In March of 2020, Ala Stanford, a board-certified pediatric surgeon, rented a van and began to drive to churches and mosques in Philadelphia, where she would set up a triage hospital, administering tests for the COVID-19 virus in their parking lots. She had been hearing from Black friends that they were having challenges getting a test. “I was getting messages saying, ‘Ala, I think I have this COVID, but I went such and such a place and they turned me away, and should I be worried?’” she remembers.
Stanford decided that she could do more good in a van than in the OR and created the Black Doctors COVID-19 Consortium, which grew to serve thousands of people, providing tests and, eventually, vaccines. She founded the Dr. Ala Stanford Center for Health Equity in North Philadelphia, was asked by President Biden to serve as regional director of the U.S. Department of Health and Human Services, and joined Penn as a professor of practice in the Department of Biology in the School of Arts & Sciences. She holds appointments as director of Community Outreach for research activities in the Penn Institute for RNA Innovation, and as a research associate in the Annenberg School for Communication.
Stanford’s book, “Take Care of Them Like My Own: Faith, Fortitude, and a Surgeon’s Fight for Health Justice,” not only describes her work during and since the COVID outbreak, but also tells the story of how she became the person who decided to rent that van—the experiences and spirit that made her both a surgeon working within the healthcare system and an innovator who could think creatively and do a different kind of good when she saw that system failing.
Her book begins describing how she was raised in poverty and educated at public schools. “There was some joy, and there were some challenges,” she says. “The kids who read this book who live in Philly and were impoverished will definitely relate. And if you lived in Philly and you weren’t impoverished, it’s going to give you insight into what life is like in ZIP codes and communities that you don’t enter.”
Stanford herself persevered and competed to become one of a tiny number of Black women pediatric surgeons in the U.S. “It doesn’t mean that you don’t belong there,” she says. “It just may mean that you have to do some things to catch up.”

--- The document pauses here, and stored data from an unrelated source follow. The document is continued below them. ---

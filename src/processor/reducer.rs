use crate::models::{LikeBatchPlan, LikeEvent, LikeEventKind, RelationKey};
use std::collections::HashMap;

/// A batch folded down to one state change per relation
#[derive(Debug, Clone, Default)]
pub struct ReducedBatch {
    pub plan: LikeBatchPlan,
    /// NONE events, dropped before folding
    pub dropped: usize,
    /// Events superseded by a later event for the same relation
    pub superseded: usize,
}

/// Fold events by (actor, subject), keeping the latest `event_time`.
///
/// Events are visited in batch order. On equal `event_time` the later event
/// in the batch wins, where a strict newer-than comparison would keep the
/// first one; batch order follows log order, so the last write seen wins.
pub fn reduce<I>(events: I) -> ReducedBatch
where
    I: IntoIterator<Item = LikeEvent>,
{
    let mut latest: HashMap<RelationKey, LikeEvent> = HashMap::new();
    let mut reduced = ReducedBatch::default();

    for event in events {
        if event.kind == LikeEventKind::Noop {
            reduced.dropped += 1;
            continue;
        }
        match latest.get(&event.relation_key()) {
            Some(current) if current.event_time > event.event_time => {
                reduced.superseded += 1;
            }
            Some(_) => {
                reduced.superseded += 1;
                latest.insert(event.relation_key(), event);
            }
            None => {
                latest.insert(event.relation_key(), event);
            }
        }
    }

    for (key, event) in latest {
        match event.kind {
            LikeEventKind::Incr => reduced.plan.insert(key),
            LikeEventKind::Decr => reduced.plan.remove(key),
            LikeEventKind::Noop => {}
        }
    }

    reduced
}
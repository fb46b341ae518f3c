use serde::{Deserialize, Serialize};

/// Authoritative store connection
#[derive(Debug, Clone, Deserialize, Serialize)]
pub struct DatabaseConfig {
    /// Connection details
    #[serde(flatten)]
    pub connection: DatabaseConnection,

    /// Connection pool settings
    #[serde(default)]
    pub pool: DatabasePoolConfig,

    /// Create the like tables on startup if they are missing
    #[serde(default = "super::default_true")]
    pub ensure_schema: bool,
}

#[derive(Debug, Clone, Deserialize, Serialize)]
#[serde(untagged)]
pub enum DatabaseConnection {
    ConnectionString { url: String },
    Parameters {
        host: String,
        #[serde(default = "default_port")]
        port: u16,
        database: String,
        username: String,
        #[serde(default)]
        password: String,
    },
}

#[derive(Debug, Clone, Deserialize, Serialize)]
pub struct DatabasePoolConfig {
    #[serde(default = "default_pool_size")]
    pub max_size: usize,

    /// Seconds to wait for a pooled connection
    #[serde(default = "default_acquire_timeout")]
    pub acquire_timeout: u64,
}

impl Default for DatabasePoolConfig {
    fn default() -> Self {
        Self {
            max_size: default_pool_size(),
            acquire_timeout: default_acquire_timeout(),
        }
    }
}

fn default_port() -> u16 {
    5432
}
fn default_pool_size() -> usize {
    10
}
fn default_acquire_timeout() -> u64 {
    30
}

That adversity prepared Stanford for the actions she took during the early days of COVID-19.
She chose the name Black Doctors COVID-19 Consortium for the project to send a message, when literature was showing that Black Americans were dying during the pandemic at three times the rate of white Americans. “I wanted them to know that this was for them, for them to say, Okay, it’s Black doctors talking about this COVID. Let me go check it out. Because what already existed was not working.”